La décision du Québec de ne pas attendre l'Ontario pour franchir une autre étape vers l'imposition d'un système de plafonnement et d'échange des droits d'émission de gaz à effet de serre (GES) ne sera peut-être pas la catastrophe appréhendée par certains acteurs industriels. Mais elle ne mènera pas à l'objectif souhaité qui est la création d'une Bourse du carbone à Montréal dès 2013.

C'est du moins ce qu'espèrent les entreprises visées par la nouvelle réglementation, qui ne veulent pas d'un marché où le Québec sera tout seul.

«On peut espérer que la situation évolue et que cette échéance [de 2013] soit retardée d'une autre année», a fait savoir hier Hélène Lauzon, la présidente du Conseil patronal de l'environnement du Québec.

Il faudra laisser le temps au marché de s'organiser, dit de son côté le porte-parole des Manufacturiers et exportateurs du Québec, Simon Prévost, qui doute que cela puisse se faire d'ici janvier 2013 comme le veut le gouvernement.

L'industrie a mené un lobby intense pour que le Québec attende l'Ontario avant d'aller de l'avant, en vain. Elle veut maintenant convaincre le gouvernement qu'il est préférable d'attendre avant de passer à l'achat et la vente de crédits de carbone. «Il faut que, quand ça démarrera pour vrai, on ne soit pas les seuls», plaide Simon Prévost.

Chez les Manufacturiers exportateurs du Québec, on est convaincu qu'une Bourse du carbone est le meilleur moyen de réduire les émissions de GES. Mais pas si l'Ontario et les territoires limitrophes du Québec n'y participent pas.

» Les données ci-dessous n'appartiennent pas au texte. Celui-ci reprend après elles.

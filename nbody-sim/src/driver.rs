// Copyright 2025 John Brosnihan
//
// Licensed under the Apache License, Version 2.0 (the "License");
// you may not use this file except in compliance with the License.
// You may obtain a copy of the License at
//
//     http://www.apache.org/licenses/LICENSE-2.0
//
// Unless required by applicable law or agreed to in writing, software
// distributed under the License is distributed on an "AS IS" BASIS,
// WITHOUT WARRANTIES OR CONDITIONS OF ANY KIND, either express or implied.
// See the License for the specific language governing permissions and
// limitations under the License.
//! Driving a simulation from the outside
//!
//! The engine never calls back into its driver. A driver either runs a fixed
//! number of steps headless, or alternates [`Simulation::step`] with handing
//! a frame to a [`FrameSink`] such as a renderer.

use std::fmt;
use std::path::PathBuf;
use std::str::FromStr;

use crate::particle::ParticleSnapshot;
use crate::simulation::Simulation;

/// How the simulation should be driven
#[derive(Debug, Clone, PartialEq, Eq)]
pub enum Mode {
    /// Run a fixed number of steps without display
    Headless {
        /// Steps to run
        steps: u64,
    },
    /// Run until the display closes, loading assets from a directory
    Windowed {
        /// Directory holding shaders and textures
        resource_dir: PathBuf,
    },
}

impl FromStr for Mode {
    type Err = std::convert::Infallible;

    /// An integer selects headless mode; a negative count runs zero steps.
    /// Anything else is taken as a resource directory.
    fn from_str(arg: &str) -> Result<Self, Self::Err> {
        Ok(match arg.trim().parse::<i64>() {
            Ok(steps) => Mode::Headless {
                steps: u64::try_from(steps).unwrap_or(0),
            },
            Err(_) => Mode::Windowed {
                resource_dir: PathBuf::from(arg),
            },
        })
    }
}

/// Consumer of per-step frames
///
/// Implementations only read the frame; they never touch the simulation.
pub trait FrameSink {
    /// Present one frame. Return `false` to stop the loop.
    fn present(&mut self, frame: &[ParticleSnapshot]) -> bool;
}

/// Run `steps` steps with no display
pub fn run_headless(simulation: &mut Simulation, steps: u64) {
    log::info!("Running without display for {steps} steps");
    simulation.run(steps);
}

/// Alternate stepping and presenting until the sink asks to stop
///
/// Returns the number of steps taken.
pub fn run_frames<S: FrameSink + ?Sized>(simulation: &mut Simulation, sink: &mut S) -> u64 {
    let mut frames = 0;
    let mut frame = Vec::with_capacity(simulation.len());
    loop {
        simulation.step();
        frames += 1;

        frame.clear();
        frame.extend(simulation.particles().iter().map(|p| p.snapshot()));
        if !sink.present(&frame) {
            break;
        }
    }
    log::debug!("frame loop stopped after {frames} steps");
    frames
}

/// Final positions and elapsed time, printed when a run ends
#[derive(Debug, Clone, PartialEq)]
pub struct Report {
    /// Final position of each particle
    pub positions: Vec<[f64; 3]>,
    /// Elapsed simulated time in years
    pub elapsed_years: f64,
}

impl Report {
    /// Capture the current state of a simulation
    pub fn from_simulation(simulation: &Simulation) -> Self {
        Report {
            positions: simulation
                .particles()
                .iter()
                .map(|p| p.position().as_array())
                .collect(),
            elapsed_years: simulation.elapsed_years(),
        }
    }
}

impl fmt::Display for Report {
    fn fmt(&self, f: &mut fmt::Formatter<'_>) -> fmt::Result {
        writeln!(f, "Particle positions:")?;
        for (index, [x, y, z]) in self.positions.iter().enumerate() {
            writeln!(f, "{index}: ({x}, {y}, {z})")?;
        }
        write!(f, "Elapsed time: {} years", self.elapsed_years)
    }
}

#[cfg(test)]
mod tests {
    use super::*;
    use crate::components::{Position, Velocity};
    use crate::config::SimulationConfig;
    use crate::particle::Particle;
    use crate::simulation::YEARS_PER_TIME_UNIT;

    #[test]
    fn test_mode_parsing() {
        assert_eq!("250".parse::<Mode>().unwrap(), Mode::Headless { steps: 250 });
        assert_eq!("0".parse::<Mode>().unwrap(), Mode::Headless { steps: 0 });
        assert_eq!("-5".parse::<Mode>().unwrap(), Mode::Headless { steps: 0 });
        assert_eq!(
            "../resources".parse::<Mode>().unwrap(),
            Mode::Windowed {
                resource_dir: PathBuf::from("../resources")
            }
        );
    }

    struct CountingSink {
        frames: usize,
        limit: usize,
        last_len: usize,
    }

    impl FrameSink for CountingSink {
        fn present(&mut self, frame: &[ParticleSnapshot]) -> bool {
            self.frames += 1;
            self.last_len = frame.len();
            self.frames < self.limit
        }
    }

    #[test]
    fn test_run_frames_stops_when_sink_closes() {
        let mut sim = Simulation::two_body();
        let mut sink = CountingSink {
            frames: 0,
            limit: 10,
            last_len: 0,
        };
        let steps = run_frames(&mut sim, &mut sink);
        assert_eq!(steps, 10);
        assert_eq!(sink.frames, 10);
        assert_eq!(sink.last_len, 2);
        assert_eq!(sim.steps_taken(), 10);
    }

    #[test]
    fn test_run_headless() {
        let mut sim = Simulation::two_body();
        run_headless(&mut sim, 3);
        assert_eq!(sim.steps_taken(), 3);
    }

    #[test]
    fn test_report_format() {
        let mut sim = Simulation::new(
            SimulationConfig::default(),
            vec![Particle::new(1.0, Position::new(1.0, -2.5, 0.0), Velocity::zero())],
        )
        .unwrap();
        sim.step();

        let report = Report::from_simulation(&sim);
        assert_eq!(report.elapsed_years, YEARS_PER_TIME_UNIT);
        let text = report.to_string();
        let lines: Vec<&str> = text.lines().collect();
        assert_eq!(lines[0], "Particle positions:");
        assert_eq!(lines[1], "0: (1, -2.5, 0)");
        assert!(lines[2].starts_with("Elapsed time: "));
        assert!(lines[2].ends_with(" years"));
    }
}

Pour les entreprises de certains secteurs comme la métallurgie, la cimenterie et celle des pâtes et papiers, la réglementation générera des coûts que leurs concurrents ou leurs autres usines n'auront pas à assumer. «Pour que ce projet ne nuise pas à la compétitivité des entreprises québécoises, il faudrait que plusieurs administrations, avec qui le Québec est en compétition, fassent la même chose», a souligné Françoise Bertrand, présidente de la Fédération des chambres de commerce du Québec.

Seule la Californie, un État avec lequel le Québec a peu de liens commerciaux, se dit prête à créer une Bourse du carbone.

Entraînement

Si la plupart des entreprises redoutent les coûts de la nouvelle réglementation, d'autres voient plutôt les avantages. C'est le cas des entreprises spécialisées dans les technologies propres, qui en espèrent des retombées en espèces sonnantes et trébuchantes.

Denis Leclerc, président et chef de la direction de la grappe des technologies propres (Écotech Québec), croit que la décision du gouvernement du Québec est une belle occasion pour les entreprises québécoises de montrer la valeur qu'elles peuvent apporter.

Écotech veut organiser des rencontres entre ses membres et les entreprises visées par la réglementation, une sorte de speed dating qui profiterait aux deux parties.

Les principaux émetteurs de gaz à effet de serre voient surtout le côté négatif de la réglementation, croit Denis Leclerc, mais il y a aussi un côté positif.

«Il faut voir ça comme un camp d'entraînement qui va permettre de se faire la main avant de jouer pour vrai», illustre-t-il. Quand la Bourse du carbone sera une réalité, les entreprises québécoises auront une longueur d'avance sur les autres, selon lui.

Le fait que le Québec risque de se retrouver tout seul en 2013 sur un marché du carbone n'inquiète pas trop Denis Leclerc. «D'ici 2013, il va s'en passer des choses», dit-il.

Le gouvernement de Jean Charest espère que d'ici là, l'Ontario l'aura rejoint sur la ligne de départ, mais si ce n'est pas le cas, le «camp d'entraînement» pourrait durer plus longtemps, estime-t-il lui aussi.